In spite of the facts, Kissinger frets. “The negotiating process is on the verge of legitimizing North Korea's nuclear program by enabling Pyongyang to establish a fait accompli while diplomacy runs its stately course,” worries the great statesman. He seems unaware that North Korean nuclearization has been a fait accompli for about three years now. But he has suddenly discovered that the status quo is unsustainable:

Furthermore, some public statements imply the United States will try to deal with specific North Korean threats rather than eliminate the capability to carry them out. They leave open with what determination Washington will pursue the elimination of the existing stockpile of North Korean nuclear weapons and fissionable materials. It is not possible to undertake both courses simultaneously.

So the United States must pursue either an elimination of North Korea’s nuclear weapons or – um – deal with its various actions after they’ve happened? The neocons have finally discovered the ominous mushroom cloud of their speeches and dreams – in the rogue nation their sabre-rattling has long nurtured.

And how would our master diplomat, advisor to Dubya about Iraq, architect of the lasting peace in Vietnam and offerer of unsolicited advice handle such a threat? With missile defense and – um – a global response to terrorism:

The enhanced role of non-state actors with respect to terrorism would have to be addressed. The concepts of deterrence against state actors are familiar, though not in a world of multiple nuclear powers. They have little or no relevance to non-state actors operating by stealth.
So our reaction to North Korea must somehow involve an emphasis on non-state terrorism? It sounds curiously disconnected from reality that the most isolated regime in the world might somehow develop ties with fanatical Muslims in southwest Asia. But stranger things have happened. In an odd bit of symmetry, eight years ago the previous administration was focused on North Korea and missile defense at the exact same moment that it should have been focused on terrorism.

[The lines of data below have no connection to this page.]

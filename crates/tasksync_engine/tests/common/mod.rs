#![allow(dead_code)]

use std::collections::{HashMap, HashSet, VecDeque};
use std::sync::{Arc, Mutex};
use std::time::Duration;

use tasksync_core::{HistoryEntry, PrepareOptions, QueueItem, QueueSummary, Task, TaskId, TaskStatus};
use tasksync_engine::{ApiError, EngineEvent, EventSink, FailureKind, QueueObserver, TaskApi};

/// Status the fake server reports on successive polls after `/start`. The last step sticks.
pub type Script = Vec<(TaskStatus, f64, Option<&'static str>)>;

pub fn default_script() -> Script {
    vec![
        (TaskStatus::Downloading, 40.0, None),
        (TaskStatus::Completed, 100.0, None),
    ]
}

struct ServerTask {
    task: Task,
    started: bool,
    script: VecDeque<(TaskStatus, f64, Option<&'static str>)>,
}

#[derive(Default)]
struct FakeState {
    static_tasks: Vec<Task>,
    tasks: Vec<ServerTask>,
    scripts: HashMap<String, Script>,
    prepare_failures: HashSet<String>,
    token_failures: usize,
    list_failures: usize,
    next_id: u32,
    list_calls: usize,
    calls: Vec<String>,
}

/// In-memory task server. No sockets, so it is safe under a paused clock.
#[derive(Default)]
pub struct FakeApi {
    state: Mutex<FakeState>,
    list_delay: Duration,
}

impl FakeApi {
    pub fn new() -> Self {
        Self::default()
    }

    pub fn with_list_delay(delay: Duration) -> Self {
        Self {
            list_delay: delay,
            ..Self::default()
        }
    }

    pub fn set_tasks(&self, tasks: Vec<Task>) {
        self.state.lock().unwrap().static_tasks = tasks;
    }

    pub fn script(&self, url: &str, script: Script) {
        self.state
            .lock()
            .unwrap()
            .scripts
            .insert(url.to_string(), script);
    }

    pub fn fail_prepare(&self, url: &str) {
        self.state
            .lock()
            .unwrap()
            .prepare_failures
            .insert(url.to_string());
    }

    pub fn fail_next_tokens(&self, count: usize) {
        self.state.lock().unwrap().token_failures = count;
    }

    /// The next `count` task-list requests fail without advancing any script.
    pub fn fail_next_lists(&self, count: usize) {
        self.state.lock().unwrap().list_failures = count;
    }

    pub fn list_calls(&self) -> usize {
        self.state.lock().unwrap().list_calls
    }

    pub fn calls(&self) -> Vec<String> {
        self.state.lock().unwrap().calls.clone()
    }
}

fn not_found() -> ApiError {
    ApiError {
        kind: FailureKind::HttpStatus(404),
        message: "Task not found".to_string(),
    }
}

#[async_trait::async_trait]
impl TaskApi for FakeApi {
    async fn list_tasks(&self) -> Result<Vec<Task>, ApiError> {
        if !self.list_delay.is_zero() {
            tokio::time::sleep(self.list_delay).await;
        }
        let mut state = self.state.lock().unwrap();
        state.list_calls += 1;
        if state.list_failures > 0 {
            state.list_failures -= 1;
            return Err(ApiError {
                kind: FailureKind::Timeout,
                message: "operation timed out".to_string(),
            });
        }
        for entry in state.tasks.iter_mut().filter(|t| t.started) {
            let step = if entry.script.len() > 1 {
                entry.script.pop_front()
            } else {
                entry.script.front().cloned()
            };
            if let Some((status, progress, message)) = step {
                entry.task.status = status;
                entry.task.progress = progress;
                entry.task.message = message.map(str::to_string);
            }
        }
        let mut snapshot = state.static_tasks.clone();
        snapshot.extend(state.tasks.iter().map(|t| t.task.clone()));
        Ok(snapshot)
    }

    async fn prepare(&self, url: &str, _options: &PrepareOptions) -> Result<TaskId, ApiError> {
        let mut state = self.state.lock().unwrap();
        state.calls.push(format!("prepare {url}"));
        if state.prepare_failures.contains(url) {
            return Err(ApiError {
                kind: FailureKind::HttpStatus(429),
                message: "Too many queued downloads for this device".to_string(),
            });
        }
        state.next_id += 1;
        let id = format!("t{}", state.next_id);
        let script = state.scripts.get(url).cloned().unwrap_or_else(default_script);
        state.tasks.push(ServerTask {
            task: Task::new(id.clone(), TaskStatus::Ready),
            started: false,
            script: script.into(),
        });
        Ok(id)
    }

    async fn start(
        &self,
        task_id: &str,
        _selected_indices: Option<&[usize]>,
    ) -> Result<(), ApiError> {
        let mut state = self.state.lock().unwrap();
        state.calls.push(format!("start {task_id}"));
        let entry = state
            .tasks
            .iter_mut()
            .find(|t| t.task.id == task_id)
            .ok_or_else(not_found)?;
        entry.started = true;
        entry.task.status = TaskStatus::Queued;
        Ok(())
    }

    async fn cancel(&self, task_id: &str) -> Result<(), ApiError> {
        self.state.lock().unwrap().calls.push(format!("cancel {task_id}"));
        Ok(())
    }

    async fn delete(&self, task_id: &str) -> Result<(), ApiError> {
        self.state.lock().unwrap().calls.push(format!("delete {task_id}"));
        Ok(())
    }

    async fn download_token(&self, task_id: &str) -> Result<String, ApiError> {
        let mut state = self.state.lock().unwrap();
        state.calls.push(format!("token {task_id}"));
        if state.token_failures > 0 {
            state.token_failures -= 1;
            return Err(ApiError {
                kind: FailureKind::Network,
                message: "connection reset".to_string(),
            });
        }
        Ok(format!("tok-{task_id}"))
    }

    async fn history(&self) -> Result<Vec<HistoryEntry>, ApiError> {
        Ok(Vec::new())
    }

    fn download_file_url(&self, task_id: &str, token: &str) -> String {
        format!("/api/download_file/{task_id}?token={token}")
    }
}

#[derive(Default)]
pub struct TestSink {
    events: Arc<Mutex<Vec<EngineEvent>>>,
}

impl TestSink {
    pub fn new() -> Self {
        Self::default()
    }

    pub fn take(&self) -> Vec<EngineEvent> {
        self.events.lock().unwrap().drain(..).collect()
    }
}

impl EventSink for TestSink {
    fn emit(&self, event: EngineEvent) {
        self.events.lock().unwrap().push(event);
    }
}

#[derive(Default)]
pub struct RecordingObserver {
    changes: Mutex<Vec<(usize, QueueItem)>>,
    opened: Mutex<Vec<(usize, String)>>,
    finished: Mutex<Vec<QueueSummary>>,
}

impl RecordingObserver {
    pub fn new() -> Self {
        Self::default()
    }

    /// Progress values reported for one item, in order.
    pub fn progress_of(&self, idx: usize) -> Vec<f64> {
        self.changes
            .lock()
            .unwrap()
            .iter()
            .filter(|(i, _)| *i == idx)
            .map(|(_, item)| item.progress)
            .collect()
    }

    pub fn last_state(&self, idx: usize) -> Option<QueueItem> {
        self.changes
            .lock()
            .unwrap()
            .iter()
            .rev()
            .find(|(i, _)| *i == idx)
            .map(|(_, item)| item.clone())
    }

    pub fn opened(&self) -> Vec<(usize, String)> {
        self.opened.lock().unwrap().clone()
    }

    pub fn summaries(&self) -> Vec<QueueSummary> {
        self.finished.lock().unwrap().clone()
    }
}

impl QueueObserver for RecordingObserver {
    fn item_changed(&self, idx: usize, item: &QueueItem) {
        self.changes.lock().unwrap().push((idx, item.clone()));
    }

    fn open_url(&self, idx: usize, url: &str) {
        self.opened.lock().unwrap().push((idx, url.to_string()));
    }

    fn finished(&self, summary: QueueSummary) {
        self.finished.lock().unwrap().push(summary);
    }
}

Maybe Mr. Kissinger is just trying to rectify that past miscalculation. Or maybe he’s continuing Dick Cheney’s legacy of advocating extralegal wars fought in the shadows. Either way, it’s a good reminder when the man most associated with the secret bombing of Cambodia so much as suggests sinister clandestine operations why we are overwhelmingly mistrustful of unchecked government authority. And in that sense it’s fitting, really, that Henry Kissinger will always stand as a powerful argument against his own advice.